Although the data of the present study result from a widely validated human model of non-specific BHR typical of bronchial asthma [23, 36, 44, 77,78,79,80], this research remains an ex vivo study characterized by intrinsic limitations [27, 57]. The findings of ex vivo studies aimed to assess the pharmacological interaction between drugs characterized by different mechanisms of action [81] have been generally confirmed by a translational approach in clinical trials [18, 19], and vice versa [82, 83]. Nevertheless, we must highlight that, although the responses of human isolated ASM strictly resembles those elicited in vivo, results obtained from ex vivo studies need to be confirmed by clinical trials specifically designed to detect pharmacological interaction of drugs mixture [57, 82].
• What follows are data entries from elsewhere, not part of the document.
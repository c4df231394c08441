//
// Copyright 2018 yvt, all rights reserved.
//
// This source code is a part of Nightingales.
//
#[macro_use]
extern crate bencher;

use bencher::Bencher;
use zangfx_d3d12::image::{TextureBuilder, TextureUsageFlags};
use zangfx_d3d12::subresource::{Aspects, SubresourceRange};
use zangfx_d3d12::Serial;

fn texture(layers: u32, mips: u32) -> zangfx_d3d12::image::TextureRef {
    TextureBuilder::new()
        .num_layers(layers)
        .num_mip_levels(mips)
        .usage(TextureUsageFlags::SAMPLED | TextureUsageFlags::RENDER)
        .build()
        .unwrap()
}

/// The common case: the whole texture in a single state.
fn uniform_full_range(b: &mut Bencher) {
    let t = texture(6, 10);
    let range = t.full_range();
    let mut serial = 1;
    let mut barriers = Vec::new();
    b.iter(|| {
        serial += 1;
        barriers.clear();
        t.track_usage(&mut barriers, &range, TextureUsageFlags::RENDER, Serial(serial));
        t.track_usage(&mut barriers, &range, TextureUsageFlags::SAMPLED, Serial(serial));
        barriers.len()
    });
}

/// Rendering into each mip level in turn, sampling from the previous one.
fn mip_chain(b: &mut Bencher) {
    let t = texture(1, 12);
    let mut serial = 1;
    let mut barriers = Vec::new();
    b.iter(|| {
        serial += 1;
        barriers.clear();
        for mip in 1..12 {
            let src = SubresourceRange::single(Aspects::COLOR, 0, mip - 1);
            let dst = SubresourceRange::single(Aspects::COLOR, 0, mip);
            t.track_usage(&mut barriers, &src, TextureUsageFlags::SAMPLED, Serial(serial));
            t.track_usage(&mut barriers, &dst, TextureUsageFlags::RENDER, Serial(serial));
        }
        barriers.len()
    });
}

/// Alternating usage of every other array layer.
fn fragmented_layers(b: &mut Bencher) {
    let t = texture(64, 1);
    let mut serial = 1;
    let mut barriers = Vec::new();
    b.iter(|| {
        serial += 1;
        barriers.clear();
        for layer in (0..64).step_by(2) {
            let range = SubresourceRange::single(Aspects::COLOR, layer, 0);
            t.track_usage(&mut barriers, &range, TextureUsageFlags::RENDER, Serial(serial));
        }
        t.track_usage(
            &mut barriers,
            &t.full_range(),
            TextureUsageFlags::SAMPLED,
            Serial(serial),
        );
        barriers.len()
    });
}

benchmark_group!(benches, uniform_full_range, mip_chain, fragmented_layers);
benchmark_main!(benches);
One of the major objectives of having synergistic drug combinations is to reduce the dose of the drugs used, thereby reducing the risk of adverse events, while optimizing the efficacy [57, 58]. In this respect, our data support the delivery of BDP/FF 100:6 combination-ratio via extrafine formulation to reduce the total dose of the monocomponents, improve the distribution in the lung, and optimize the effectiveness, compared to non-extrafine formulations. This approach permits to reduce the deposition of drugs mixture in the oropharynx, resulting in decreased systemic absorption through the gastrointestinal tract and obvious beneficial consequences on the safety profile [84].
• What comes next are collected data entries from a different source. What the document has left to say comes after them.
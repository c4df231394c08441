//
// Copyright 2018 yvt, all rights reserved.
//
// This source code is a part of Nightingales.
//
//! # ZanGFX Common: Utilities
pub use num_traits;

mod error;
mod int;
mod serial;
pub use self::error::*;
pub use self::int::*;
pub use self::serial::*;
A recent and extensive review of Newton and Giembycz [12] attempted to explain how LABAs enhance the clinical efficacy of ICS in asthma. The authors reported that combining an ICS with a LABA might produce profound synergy at the level of genes and proteins expression involved in ASM contractility and airway inflammation [12]. Unfortunately, the original studies [61, 85,86,87,88] cited in that review [12] to support the positive interaction between ICSs and LABAs provided arbitrary interpretation of synergy because no methods were used to adequately analyze the real drug interaction. Furthermore, the functional impact of combining a corticosteroid with a β2-ARs was indirectly assessed by using cytosolic surrogate of ASM contractility [86]. In any case, even assuming that an ICS/LABA combination can modulate the expression of genes and proteins in asthmatic ASM, it is not implicit that such an interaction may lead to functional synergy [62]. Therefore, at the best of our knowledge, the present study provides for the first time the evidence-based pharmacological characterization of the synergism between an ICS and a LABA, at least with regard to the beneficial impact against BHR in human airways.

Conclusions

This study indicates that BDP/FF administered at 100:6 combination-ratio induces synergistic bronchorelaxant effect in human medium bronchi and small airways, and that the magnitude of this synergy is greater in hyperresponsive airways than in non-sensitized tissues. Further research is needed to characterize the intimate mechanism/s leading to such an extensive interaction, and assess if combining an ICS with a LABA may lead also to synergistic anti-inflammatory effect in human airways.